Every line that holds the word "rules" needs to be copied from the data below.

========

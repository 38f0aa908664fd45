//! Board module tests.
//!
//! Tests are organized into separate files by category:
//! - `movegen.rs` - Legality matrices for each piece kind
//! - `make_unmake.rs` - Make/undo correctness and roster bookkeeping
//! - `rules.rs` - Turn order, check, checkmate and error handling
//! - `promotion.rs` - Automatic promotion and piece replacement
//! - `proptest.rs` - Property-based tests

mod rules;

use crate::board::{AlgebraicPosition, ChessMatch, MatchError, Piece};

pub(super) fn sq(s: &str) -> AlgebraicPosition {
    s.parse().unwrap()
}

/// Play a list of "e2e4"-style moves, panicking on the first failure.
pub(super) fn play(game: &mut ChessMatch, moves: &[&str]) {
    for mv in moves {
        let (from, to) = mv.split_at(2);
        if let Err(e) = game.perform_move(sq(from), sq(to)) {
            panic!("{mv} failed: {e}");
        }
    }
}

pub(super) fn try_move(
    game: &mut ChessMatch,
    from: &str,
    to: &str,
) -> Result<Option<Piece>, MatchError> {
    game.perform_move(sq(from), sq(to))
}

========

* Result for this exercise:
//! - `rules.rs` - Turn order, check, checkmate and error handling
mod rules;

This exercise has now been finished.